Claire Danes has made a career out of relatable anxieties, from teen angst to midlife crisis

In The Beast in Me, Danes embodies the stress of being a late 40-something who wonders if they will ever make something worthwhile again

Claire Danes as Aggie Wiggs
Claire Danes as Aggie Wiggs in The Beast in Me. Photograph: Netflix

Claire Danes’ latest series, The Beast in Me, premiering Thursday on Netflix, opens on a close-up of her face, screaming. If you’ve been watching television for the past 30 years, that is a familiar sight.

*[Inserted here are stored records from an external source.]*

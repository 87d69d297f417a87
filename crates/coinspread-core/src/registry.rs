//! Exchange registry and its builder.

use std::collections::{BTreeMap, BTreeSet};
use std::sync::Arc;

use crate::adapters::{BinanceAdapter, BybitAdapter, JbexAdapter, PoloniexAdapter, WhitebitAdapter};
use crate::config::ClientConfig;
use crate::exchange::ExchangeAdapter;
use crate::http_client::{HttpClient, ReqwestHttpClient};
use crate::{CoreError, ExchangeId};

/// Read-only map from [`ExchangeId`] to its adapter.
///
/// Iteration follows [`ExchangeId::ALL`] order regardless of registration
/// order. Build it once and share it behind an `Arc`.
#[derive(Clone)]
pub struct ExchangeRegistry {
    adapters: BTreeMap<ExchangeId, Arc<dyn ExchangeAdapter>>,
}

impl Default for ExchangeRegistry {
    fn default() -> Self {
        ExchangeRegistryBuilder::new().build()
    }
}

impl ExchangeRegistry {
    /// Registers `adapters`; a later adapter with the same id replaces an
    /// earlier one.
    pub fn new(adapters: Vec<Arc<dyn ExchangeAdapter>>) -> Self {
        let adapters = adapters
            .into_iter()
            .map(|adapter| (adapter.id(), adapter))
            .collect();
        Self { adapters }
    }

    pub fn ids(&self) -> Vec<ExchangeId> {
        self.adapters.keys().copied().collect()
    }

    /// Looks up the adapter registered for `exchange`.
    ///
    /// # Errors
    ///
    /// Returns [`CoreError::UnknownExchange`] when the registry was built
    /// without that exchange.
    pub fn get(&self, exchange: ExchangeId) -> Result<Arc<dyn ExchangeAdapter>, CoreError> {
        self.adapters
            .get(&exchange)
            .cloned()
            .ok_or(CoreError::UnknownExchange { exchange })
    }

    pub fn contains(&self, exchange: ExchangeId) -> bool {
        self.adapters.contains_key(&exchange)
    }

    pub fn iter(&self) -> impl Iterator<Item = (ExchangeId, &Arc<dyn ExchangeAdapter>)> + '_ {
        self.adapters.iter().map(|(id, adapter)| (*id, adapter))
    }

    pub fn len(&self) -> usize {
        self.adapters.len()
    }

    pub fn is_empty(&self) -> bool {
        self.adapters.is_empty()
    }
}

impl std::fmt::Debug for ExchangeRegistry {
    fn fmt(&self, f: &mut std::fmt::Formatter<'_>) -> std::fmt::Result {
        f.debug_struct("ExchangeRegistry")
            .field("exchanges", &self.ids())
            .finish()
    }
}

/// Builder wiring every adapter to one HTTP client and one [`ClientConfig`].
///
/// # Example
///
/// ```rust,ignore
/// use coinspread_core::{ExchangeId, ExchangeRegistryBuilder};
///
/// // Environment-configured registry with every exchange
/// let registry = ExchangeRegistryBuilder::from_env().build();
///
/// // Only two exchanges
/// let registry = ExchangeRegistryBuilder::new()
///     .only([ExchangeId::Binance, ExchangeId::Poloniex])
///     .build();
/// ```
pub struct ExchangeRegistryBuilder {
    config: ClientConfig,
    http_client: Option<Arc<dyn HttpClient>>,
    enabled: BTreeSet<ExchangeId>,
}

impl Default for ExchangeRegistryBuilder {
    fn default() -> Self {
        Self::new()
    }
}

impl ExchangeRegistryBuilder {
    /// Default configuration with all exchanges enabled.
    pub fn new() -> Self {
        Self {
            config: ClientConfig::default(),
            http_client: None,
            enabled: ExchangeId::ALL.into_iter().collect(),
        }
    }

    /// Same as [`new`](Self::new) with [`ClientConfig::from_env`].
    pub fn from_env() -> Self {
        Self::new().with_config(ClientConfig::from_env())
    }

    pub fn with_config(mut self, config: ClientConfig) -> Self {
        self.config = config;
        self
    }

    /// Shares `http_client` between all adapters instead of a fresh reqwest client.
    pub fn with_http_client(mut self, http_client: Arc<dyn HttpClient>) -> Self {
        self.http_client = Some(http_client);
        self
    }

    /// Enable or disable a single exchange.
    pub fn with_exchange_enabled(mut self, exchange: ExchangeId, enabled: bool) -> Self {
        if enabled {
            self.enabled.insert(exchange);
        } else {
            self.enabled.remove(&exchange);
        }
        self
    }

    /// Restricts the registry to `exchanges`.
    pub fn only<I>(mut self, exchanges: I) -> Self
    where
        I: IntoIterator<Item = ExchangeId>,
    {
        self.enabled = exchanges.into_iter().collect();
        self
    }

    pub fn config(&self) -> &ClientConfig {
        &self.config
    }

    pub fn build(self) -> ExchangeRegistry {
        let http_client = self
            .http_client
            .unwrap_or_else(|| Arc::new(ReqwestHttpClient::new()));

        let adapters = self
            .enabled
            .iter()
            .map(|exchange| build_adapter(*exchange, http_client.clone(), &self.config))
            .collect();

        ExchangeRegistry::new(adapters)
    }
}

fn build_adapter(
    exchange: ExchangeId,
    http_client: Arc<dyn HttpClient>,
    config: &ClientConfig,
) -> Arc<dyn ExchangeAdapter> {
    match exchange {
        ExchangeId::Binance => Arc::new(BinanceAdapter::new(http_client, config)),
        ExchangeId::Bybit => Arc::new(BybitAdapter::new(http_client, config)),
        ExchangeId::Jbex => Arc::new(JbexAdapter::new(http_client, config)),
        ExchangeId::Poloniex => Arc::new(PoloniexAdapter::new(http_client, config)),
        ExchangeId::Whitebit => Arc::new(WhitebitAdapter::new(http_client, config)),
    }
}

Danes was just 14 when she was on My So-Called Life, the seminal and sensitive teen drama that premiered on ABC in 1994. Since then she has rarely left screens, whether she was romancing Leonardo DiCaprio in Romeo + Juliet; unravelling a global conspiracy on the long-running counterterrorism series Homeland; or seeking out a mythological creature in the Gothic miniseries The Essex Serpent.

If Danes has a defining skill, it is her ability to convey emotional extremes. She is known for twisting her body in torment, her mouth contorting and her limbs collapsing. In the 1994 film adaptation of Little Women, her Beth March suffered poetically through her deadly case of scarlet fever. On Homeland, she became known for her character’s memorable flights of panic. Fleishman Is in Trouble spent an entire episode exploring her emotional collapse. And now, in The Beast in Me, she is a writer who has shut herself off from the world after a tragedy depicted in the opening scenes.

But even though her characters’ experiences are often painful and specific, Danes has made a career out of amplifying relatable anxieties. As she has grown up, those fears have changed, but she always manages to make them feel bracingly real.

Teenage angst

Claire Danes as Angela Chase in  My So-Called Life. Photograph: Mark Seliger/Disney General Entertainment Con
Claire Danes as Angela Chase in My So-Called Life. Photograph: Mark Seliger/Disney General Entertainment Con

In the first moments of My So-Called Life, Danes’ Angela Chase says, “So I started hanging out with Rayanne Graff, just for fun, just because it seemed like if I didn’t I would die or something.” So yes, Danes’ characters have generally been on the dramatic side.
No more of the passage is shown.